Today I tried it since it's been dry weather wise for a couple of days. The car started up, stayed in idle & drove fine. Then when I got 9 or 10 blocks away, stopped for gas & took off again it started stalling again everytime I took my foot off the gas. It took several starts to make it home & 5 or 6 to get it parked straight.
The only problem is once the engine is warm it starts stalling unless you keep your foot on the gas. Any ideas or ways to check it? We're elderly so there isn't much we can do but even just checking it to find out what it is would be great just so we won't get ripped off. Our car has actually run for 27 yrs. It's not souped up, restored or anything else. Just an old car with an old couple that could use a little advise or help. God bless.
rhandwor
08-25-2009, 07:35 PM
Auto Zone and Advanced Auto do free code checks for you but some don't do this old of vehicle.
http://www.amazon.com/ Search Equus 3145 this is a reasonable priced scanner.
If you get the codes post them.New plug wires,plugs and rotor and distributor cap do wonders on a vehicle this age.
I would also get the timing checked.
http://www.amazon.com/ Search Equus 3145 this is a reasonable priced scanner.
If you get the codes post them.New plug wires,plugs and rotor and distributor cap do wonders on a vehicle this age.
I would also get the timing checked.
ronaldk
08-25-2009, 07:38 PM
you need to give more info . what eng,fuel injected or carb,miles,last tune up ? is car shaking when you throttle up. you could have cracked cap bad wires and or plugs. If little to no maintanance has been preformed you may need many things. If well maintained what was done and when like if spark plugs changed then when and what else was done at that time.

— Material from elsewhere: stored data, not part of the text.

use std::fs;
use std::io;
use std::path::{Path, PathBuf};
use std::sync::atomic::{AtomicUsize, Ordering};
use std::sync::{Mutex, PoisonError};

use rolechat_types::ChatSession;

/// On-device key-value slot holding the serialized session list.
///
/// There is no transactionality: the last `save` wins.
pub trait SessionStorage: Send + Sync {
    /// Read the stored blob, `None` when nothing has been saved yet
    fn load(&self) -> io::Result<Option<String>>;

    /// Replace the stored blob
    fn save(&self, blob: &str) -> io::Result<()>;

    /// Human-readable location used in error messages
    fn location(&self) -> String;
}

/// Serialize the session list into the stored blob format (a JSON array)
pub fn encode_sessions(sessions: &[ChatSession]) -> serde_json::Result<String> {
    serde_json::to_string(sessions)
}

pub fn decode_sessions(blob: &str) -> serde_json::Result<Vec<ChatSession>> {
    serde_json::from_str(blob)
}

/// Session list stored as a JSON file
pub struct FileStorage {
    path: PathBuf,
}

impl FileStorage {
    pub fn new(path: impl Into<PathBuf>) -> Self {
        Self { path: path.into() }
    }

    /// `~/.rolechat/chat_sessions.json`
    pub fn default_location() -> anyhow::Result<Self> {
        Ok(Self::new(rolechat_logging::get_rolechat_dir()?.join("chat_sessions.json")))
    }

    pub fn path(&self) -> &Path {
        &self.path
    }
}

impl SessionStorage for FileStorage {
    fn load(&self) -> io::Result<Option<String>> {
        match fs::read_to_string(&self.path) {
            Ok(blob) if blob.trim().is_empty() => Ok(None),
            Ok(blob) => Ok(Some(blob)),
            Err(e) if e.kind() == io::ErrorKind::NotFound => Ok(None),
            Err(e) => Err(e),
        }
    }

    fn save(&self, blob: &str) -> io::Result<()> {
        if let Some(parent) = self.path.parent() {
            if !parent.as_os_str().is_empty() {
                fs::create_dir_all(parent)?;
            }
        }

        // Write next to the target and rename so a crash never leaves half a file
        let mut tmp_name = self.path.as_os_str().to_owned();
        tmp_name.push(".tmp");
        let tmp_path = PathBuf::from(tmp_name);
        fs::write(&tmp_path, blob)?;
        fs::rename(&tmp_path, &self.path)
    }

    fn location(&self) -> String {
        self.path.display().to_string()
    }
}

/// Session list kept in memory; nothing survives the process
#[derive(Default)]
pub struct MemoryStorage {
    blob: Mutex<Option<String>>,
    saves: AtomicUsize,
}

impl MemoryStorage {
    pub fn new() -> Self {
        Self::default()
    }

    /// Start with a previously stored blob
    pub fn with_blob(blob: impl Into<String>) -> Self {
        Self {
            blob: Mutex::new(Some(blob.into())),
            saves: AtomicUsize::new(0),
        }
    }

    pub fn blob(&self) -> Option<String> {
        self.blob.lock().unwrap_or_else(PoisonError::into_inner).clone()
    }

    /// Number of times `save` has been called
    pub fn save_count(&self) -> usize {
        self.saves.load(Ordering::SeqCst)
    }
}

impl SessionStorage for MemoryStorage {
    fn load(&self) -> io::Result<Option<String>> {
        Ok(self.blob())
    }

    fn save(&self, blob: &str) -> io::Result<()> {
        *self.blob.lock().unwrap_or_else(PoisonError::into_inner) = Some(blob.to_string());
        self.saves.fetch_add(1, Ordering::SeqCst);
        Ok(())
    }

    fn location(&self) -> String {
        "memory".to_string()
    }
}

All those things are important when trying to determine causes of problems expecially when we cant stand over your car.rhandwor you posted as i was still typing but i agree they need to start somewhere. I see you say when cold veh runs good? you may have vac leak thats not as noticed when veh is cold cause more fuel is delivered when cold warmed up run lean and stalling check all vac lines just a thought
97Bird
08-31-2009, 06:55 PM
Welcome to the forum SyllyLou. Did you notice a pop sound during the rain storm and just before you started having problems? As ronaldk stated a bad cap or wires could be part of the problem. The dampness may have caused a couple of cylinders to cross fire (the spark from one wire jumps to another and fires the wrong spark plug. If the intake valve of the cylinder that fired is open then you would hear a pop sound out of the carburetor. The pressure in the cylinder flowing back through the carburetor can disconnect a vacuum line or blow out an intake gasket. Look at all of the vacuum lines and be sure they are all attached to their fittings. Also check them to see if they are hard and brittle. A car as old as yours will probably have vacuum lines that will break apart when you try to flex them. You can buy a can of WD-40 to check for vacuum leaks. Warm up the car until it won't idle anymore and then have someone "feather" the gas pedal to just keep the car running. "Feathering" is when you push and let up on the gas pedal to try not to raise the engine speed up any higher then you need to to keep the engine runing. Try to keep the engine speed steady but you don't want the engine speed very much above idle speed. Put the red extension on the can of WD-40 so you get a narrow spray. A couple words of caution: Don't spray the WD-40 on the fanbelt or pulleys and be sure to keep your hands away from the fan, fan belts and pulleys when the engine is running! With the engine running as close to idle as you can get it, begin to spray the WD-40 slowly on all of the vacuum lines and along the area that the intake manifold mates to the heads. This includes along the front and back of the manifold. When spraying along the front of the manifold is when you have to be extremely careful of the fan and the moving components!!!!!!! The speed of the engine will increase when the spray finds where the leak is. If this seems like something you don't want to attempt then see if there is a vocational school in your area and ask them if they could check your car for you. This will save you money and give some kids experience troubleshooting an older car. Good luck.